Wednesday, September 8, 2021
Romanian Athenaeum, Strada Benjamin Franklin 1-3, Bucharest 030167, Romania
Guest Reviewer, Ateş Orga
A cultural and spiritual rallying point of Romanian life since it opened in 1888, the neoclassical Athenaeum, a European Heritage site, home of the George Enescu Philharmonic, is a small venue seating 800. But its inspirational ambience and admired sonic and emotional acoustic is legendary, Costin Petrescu’s seventy-five metre fresco circling the auditorium tracing two millennia of Romanian history from Trajan to the România Întregită post-1918. A place of space, air and imagery, inviting dreams.
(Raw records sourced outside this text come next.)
//! Deal repository.

use std::sync::Arc;

use crate::entities::{
    Deal,
    deal::{self, DealStatus},
};
use agrex_common::{AppError, AppResult};
use sea_orm::{
    ActiveModelTrait, ColumnTrait, Condition, DatabaseConnection, EntityTrait, FromQueryResult,
    PaginatorTrait, QueryFilter, QueryOrder, QuerySelect, Select, sea_query::Expr,
};

/// Which deals a query may see.
#[derive(Debug, Clone, PartialEq, Eq)]
pub enum DealScope {
    /// Every deal (admin).
    All,
    /// Deals where the user is the selling farmer.
    Farmer(String),
    /// Deals where the user is the buyer.
    Buyer(String),
    /// Deals where the user is either party.
    Participant(String),
}

impl DealScope {
    fn apply(&self, query: Select<Deal>) -> Select<Deal> {
        match self {
            Self::All => query,
            Self::Farmer(id) => query.filter(deal::Column::FarmerId.eq(id.as_str())),
            Self::Buyer(id) => query.filter(deal::Column::BuyerId.eq(id.as_str())),
            Self::Participant(id) => query.filter(
                Condition::any()
                    .add(deal::Column::FarmerId.eq(id.as_str()))
                    .add(deal::Column::BuyerId.eq(id.as_str())),
            ),
        }
    }
}

#[derive(Debug, FromQueryResult)]
struct StatusCount {
    status: DealStatus,
    count: i64,
}

#[derive(Debug, FromQueryResult)]
struct ValueTotal {
    total: Option<f64>,
}

/// Deal repository for database operations.
#[derive(Clone)]
pub struct DealRepository {
    db: Arc<DatabaseConnection>,
}

impl DealRepository {
    /// Create a new deal repository.
    #[must_use]
    pub const fn new(db: Arc<DatabaseConnection>) -> Self {
        Self { db }
    }

    /// Find a deal by ID.
    pub async fn find_by_id(&self, id: &str) -> AppResult<Option<deal::Model>> {
        Deal::find_by_id(id)
            .one(self.db.as_ref())
            .await
            .map_err(|e| AppError::Database(e.to_string()))
    }

    /// Find a deal by ID, returning an error if not found.
    pub async fn get_by_id(&self, id: &str) -> AppResult<deal::Model> {
        self.find_by_id(id)
            .await?
            .ok_or_else(|| AppError::DealNotFound(id.to_string()))
    }

    /// Create a new deal.
    pub async fn create(&self, model: deal::ActiveModel) -> AppResult<deal::Model> {
        model
            .insert(self.db.as_ref())
            .await
            .map_err(|e| AppError::Database(e.to_string()))
    }

    /// Deals visible within a scope, newest first.
    pub async fn find_for_scope(
        &self,
        scope: &DealScope,
        status: Option<DealStatus>,
        limit: u64,
        offset: u64,
    ) -> AppResult<Vec<deal::Model>> {
        let mut query = scope.apply(Deal::find()).order_by_desc(deal::Column::CreatedAt);

        if let Some(s) = status {
            query = query.filter(deal::Column::Status.eq(s));
        }

        query
            .offset(offset)
            .limit(limit)
            .all(self.db.as_ref())
            .await
            .map_err(|e| AppError::Database(e.to_string()))
    }

    /// Conditionally move a deal from `expected` to `target`.
    ///
    /// Returns the number of rows changed.
    pub async fn transition_status(
        &self,
        id: &str,
        expected: DealStatus,
        target: DealStatus,
    ) -> AppResult<u64> {
        let result = Deal::update_many()
            .col_expr(deal::Column::Status, Expr::value(target))
            .col_expr(
                deal::Column::UpdatedAt,
                Expr::value(chrono::Utc::now().fixed_offset()),
            )
            .filter(deal::Column::Id.eq(id))
            .filter(deal::Column::Status.eq(expected))
            .exec(self.db.as_ref())
            .await
            .map_err(|e| AppError::Database(e.to_string()))?;

        Ok(result.rows_affected)
    }

    /// Number of deals ever made on a post.
    pub async fn count_for_post(&self, post_id: &str) -> AppResult<u64> {
        Deal::find()
            .filter(deal::Column::PostId.eq(post_id))
            .count(self.db.as_ref())
            .await
            .map_err(|e| AppError::Database(e.to_string()))
    }

    /// Number of deals on a post that are neither completed nor cancelled.
    pub async fn count_open_for_post(&self, post_id: &str) -> AppResult<u64> {
        Deal::find()
            .filter(deal::Column::PostId.eq(post_id))
            .filter(deal::Column::Status.is_not_in([DealStatus::Completed, DealStatus::Cancelled]))
            .count(self.db.as_ref())
            .await
            .map_err(|e| AppError::Database(e.to_string()))
    }

    /// Count deals grouped by status within a scope.
    pub async fn count_by_status(&self, scope: &DealScope) -> AppResult<Vec<(DealStatus, u64)>> {
        let rows = scope
            .apply(Deal::find())
            .select_only()
            .column(deal::Column::Status)
            .column_as(deal::Column::Id.count(), "count")
            .group_by(deal::Column::Status)
            .into_model::<StatusCount>()
            .all(self.db.as_ref())
            .await
            .map_err(|e| AppError::Database(e.to_string()))?;

        Ok(rows
            .into_iter()
            .map(|r| (r.status, u64::try_from(r.count).unwrap_or(0)))
            .collect())
    }

    /// Sum of `offer_price * offer_quantity` over completed deals in a scope.
    pub async fn sum_completed_value(&self, scope: &DealScope) -> AppResult<f64> {
        let row = scope
            .apply(Deal::find())
            .select_only()
            .column_as(
                Expr::cust("COALESCE(SUM(offer_price * offer_quantity), 0)::float8"),
                "total",
            )
            .filter(deal::Column::Status.eq(DealStatus::Completed))
            .into_model::<ValueTotal>()
            .one(self.db.as_ref())
            .await
            .map_err(|e| AppError::Database(e.to_string()))?;

        Ok(row.and_then(|r| r.total).unwrap_or(0.0))
    }
}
Touring for the first time since the pandemic, the Royal Philharmonic Orchestra opened this late-afternoon concert with the same Enescu C-major Suite programmed by Gergiev in the 4000-capacity Grand Palace Hall less than twenty-four hours earlier: unexpectedly close proximity festival planning. A markedly different style of conductor, more obviously in touch with his musicians, Vasily Petrenko, commencing his first season as RPO music director, convinced in places where Gergiev and his Munich band didn’t, bringing a youthful energy and lightness of touch to the outer movements and a keener sense of Baroque pastiche generally. The RPO (standard layout, cellos and basses right of podium) spoke with character and clarity, kettledrums and percussion brightly focussed, woodwind and brass keenly personalised, strings providing a consistently secure, warm reference point (incisively reined unison attacks, too). Longer overall than Gergiev’s account – twenty-eight minutes against twenty-four – it didn’t feel like it, Petrenko making a colourful case for a score not without issues.
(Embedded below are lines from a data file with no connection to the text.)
//! Verification score heuristic for crop posts.
//!
//! The score is a presence check: each signal adds a fixed number of points
//! when the corresponding field is filled in. Blank strings count as absent.

use agrex_db::entities::crop_post;
use serde::Serialize;

/// Points for a primary image.
pub const PRIMARY_IMAGE_POINTS: i32 = 20;
/// Points for more than one image.
pub const MULTIPLE_IMAGES_POINTS: i32 = 10;
/// Points for latitude and longitude.
pub const GEOLOCATION_POINTS: i32 = 25;
/// Points for village, district and state.
pub const DETAILED_ADDRESS_POINTS: i32 = 15;
/// Points for a contact phone on the post.
pub const CONTACT_PHONE_POINTS: i32 = 15;
/// Points for a phone number on the farmer's profile.
pub const FARMER_PHONE_POINTS: i32 = 10;
/// Points for a description longer than [`DESCRIPTION_MIN_CHARS`].
pub const DESCRIPTION_POINTS: i32 = 5;
/// A description must be strictly longer than this many characters to score.
pub const DESCRIPTION_MIN_CHARS: usize = 50;

/// The fields the score looks at.
#[derive(Debug, Clone, Copy, Default)]
pub struct PostSignals<'a> {
    pub image_urls: &'a [String],
    pub latitude: Option<f64>,
    pub longitude: Option<f64>,
    pub village: Option<&'a str>,
    pub district: Option<&'a str>,
    pub state: Option<&'a str>,
    pub contact_phone: Option<&'a str>,
    pub farmer_phone: Option<&'a str>,
    pub description: Option<&'a str>,
}

/// Points awarded per signal.
#[derive(Debug, Clone, Copy, Default, PartialEq, Eq, Serialize)]
#[serde(rename_all = "camelCase")]
pub struct ScoreBreakdown {
    pub primary_image: i32,
    pub multiple_images: i32,
    pub geolocation: i32,
    pub detailed_address: i32,
    pub contact_phone: i32,
    pub farmer_phone: i32,
    pub description: i32,
}

impl ScoreBreakdown {
    /// Sum of all signals.
    #[must_use]
    pub const fn total(&self) -> i32 {
        self.primary_image
            + self.multiple_images
            + self.geolocation
            + self.detailed_address
            + self.contact_phone
            + self.farmer_phone
            + self.description
    }
}

fn present(value: Option<&str>) -> bool {
    value.is_some_and(|v| !v.trim().is_empty())
}

const fn points(hit: bool, weight: i32) -> i32 {
    if hit { weight } else { 0 }
}

/// Score a set of post signals.
#[must_use]
pub fn compute(signals: &PostSignals<'_>) -> ScoreBreakdown {
    let images = signals
        .image_urls
        .iter()
        .filter(|url| !url.trim().is_empty())
        .count();

    let has_address =
        present(signals.village) && present(signals.district) && present(signals.state);

    let long_description = signals
        .description
        .is_some_and(|d| present(Some(d)) && d.chars().count() > DESCRIPTION_MIN_CHARS);

    ScoreBreakdown {
        primary_image: points(images >= 1, PRIMARY_IMAGE_POINTS),
        multiple_images: points(images > 1, MULTIPLE_IMAGES_POINTS),
        geolocation: points(
            signals.latitude.is_some() && signals.longitude.is_some(),
            GEOLOCATION_POINTS,
        ),
        detailed_address: points(has_address, DETAILED_ADDRESS_POINTS),
        contact_phone: points(present(signals.contact_phone), CONTACT_PHONE_POINTS),
        farmer_phone: points(present(signals.farmer_phone), FARMER_PHONE_POINTS),
        description: points(long_description, DESCRIPTION_POINTS),
    }
}

/// Score a stored post.
#[must_use]
pub fn score_post(post: &crop_post::Model, farmer_phone: Option<&str>) -> ScoreBreakdown {
    let images = post.images();
    compute(&PostSignals {
        image_urls: &images,
        latitude: post.latitude,
        longitude: post.longitude,
        village: post.village.as_deref(),
        district: post.district.as_deref(),
        state: post.state.as_deref(),
        contact_phone: post.contact_phone.as_deref(),
        farmer_phone,
        description: post.description.as_deref(),
    })
}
Given her distinctive beauty of intonation and tone, precision of line, and invariably elegant bowing action, Julia Fischer’s Mendelssohn is always good to hear. Nothing forced, glittering but unexaggerated bravura, long-felt expression, everything placed. With Petrenko attentively supporting, she seemed keen in this performance to want to play the lyric card, her first entry nearer pianissimo than piano, intimately projected. Very beautiful, ascending to a translucent finish, the driven, ice-queen of old in relaxed, giving form, wearing her authority graciously. Preceding her encore – Paganini’s final Caprice, blistering brilliant – in disarmingly bantering mood, too.
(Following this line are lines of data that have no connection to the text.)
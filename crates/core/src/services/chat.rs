//! Deal-scoped chat between a farmer and a buyer.

use crate::services::notification::NotificationService;
use agrex_common::{AppError, AppResult, IdGenerator};
use agrex_db::{
    entities::{
        chat_message,
        deal::{self, DealStatus},
        notification::NotificationType,
        user,
    },
    repositories::{ChatMessageRepository, DealRepository},
};
use sea_orm::Set;
use serde::Deserialize;
use validator::Validate;

/// Characters of a message shown in the notification.
const PREVIEW_CHARS: usize = 80;

/// Input for sending a chat message.
#[derive(Debug, Deserialize, Validate)]
#[serde(rename_all = "camelCase")]
pub struct SendMessageInput {
    #[validate(length(min = 1))]
    pub deal_id: String,

    #[validate(length(min = 1, max = 2000))]
    pub text: String,
}

/// Chat service for business logic.
#[derive(Clone)]
pub struct ChatService {
    message_repo: ChatMessageRepository,
    deal_repo: DealRepository,
    notification_service: NotificationService,
    id_gen: IdGenerator,
}

impl ChatService {
    /// Create a new chat service.
    #[must_use]
    pub const fn new(
        message_repo: ChatMessageRepository,
        deal_repo: DealRepository,
        notification_service: NotificationService,
    ) -> Self {
        Self {
            message_repo,
            deal_repo,
            notification_service,
            id_gen: IdGenerator::new(),
        }
    }

    async fn participant_deal(&self, user: &user::Model, deal_id: &str) -> AppResult<deal::Model> {
        let deal = self.deal_repo.get_by_id(deal_id).await?;
        if deal.is_participant(&user.id) {
            Ok(deal)
        } else {
            Err(AppError::DealNotFound(deal_id.to_string()))
        }
    }

    /// Send a message to the other party of a deal.
    pub async fn send(
        &self,
        sender: &user::Model,
        input: SendMessageInput,
    ) -> AppResult<chat_message::Model> {
        input.validate()?;
        if input.text.trim().is_empty() {
            return Err(AppError::Validation("message is blank".to_string()));
        }

        let deal = self.participant_deal(sender, &input.deal_id).await?;
        if deal.status == DealStatus::Cancelled {
            return Err(AppError::Conflict(
                "cannot message on a cancelled deal".to_string(),
            ));
        }

        let recipient_id = deal
            .counterparty_of(&sender.id)
            .map(String::from)
            .ok_or_else(|| AppError::DealNotFound(deal.id.clone()))?;

        let model = chat_message::ActiveModel {
            id: Set(self.id_gen.generate()),
            deal_id: Set(deal.id.clone()),
            sender_id: Set(sender.id.clone()),
            recipient_id: Set(recipient_id.clone()),
            text: Set(input.text),
            is_read: Set(false),
            created_at: Set(chrono::Utc::now().into()),
        };

        let message = self.message_repo.create(model).await?;

        tracing::debug!(deal_id = %deal.id, sender_id = %sender.id, "Chat message sent");

        let preview: String = message.text.chars().take(PREVIEW_CHARS).collect();
        self.notification_service
            .notify_best_effort(
                &recipient_id,
                NotificationType::ChatMessage,
                "New message",
                &preview,
                Some(&deal.post_id),
                Some(&deal.id),
            )
            .await;

        Ok(message)
    }

    /// Messages of a deal, newest first. Admins may read any conversation.
    pub async fn list(
        &self,
        user: &user::Model,
        deal_id: &str,
        limit: u64,
        until_id: Option<&str>,
    ) -> AppResult<Vec<chat_message::Model>> {
        if user.is_admin() {
            self.deal_repo.get_by_id(deal_id).await?;
        } else {
            self.participant_deal(user, deal_id).await?;
        }
        self.message_repo.find_by_deal(deal_id, limit, until_id).await
    }

    /// Mark the messages addressed to the user in a deal as read.
    pub async fn mark_read(&self, user: &user::Model, deal_id: &str) -> AppResult<u64> {
        self.participant_deal(user, deal_id).await?;
        self.message_repo
            .mark_read_for_recipient(deal_id, &user.id)
            .await
    }
}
Back in the day, collecting hard to come by Melodiya LPs of the classics – Mozart, Beethoven, Brahms – was an obsession of mine. How the Soviets approached things, distinct from Europeans or Americans, was an instructive learning curve. Sometimes so wayward or inflated as to unsettle (Mravinsky, Svetlanov); occasionally so ‘period’ repeat-conscious as to surprise (Barshai). Petrenko’s handling of the mainstream repertory – grounded in St Petersburg – hasn’t always convinced. But now in his mid-forties, with stints in Liverpool and Oslo behind him, it’s another story. Large-span thinking and Romantic theatre infused Brahms Four. Initially nothing hasty – the emphasis on expansive paragraphing, a love of tonal balance and rhythmic pointing, the value of cadence. Latterly explosively physical – glorying in a galloping giocoso third movement (more Presto than Allegro), and a passacaglia Finale homing in on the energico e passionato element (the current surging rather than dragging). Reminding of golden times past, the RPO, Fischer tucked away at the back of the violins, responded classily, playing with style and verve, at one with Petrenko’s communicative body language, eye contact, and clear beat. No shortage of temperature or grandeur. For encore, ‘Morning Mood’ from Grieg’s music for Peer Gynt – lusciously bloomed in best Beecham ‘lollipop’ tradition.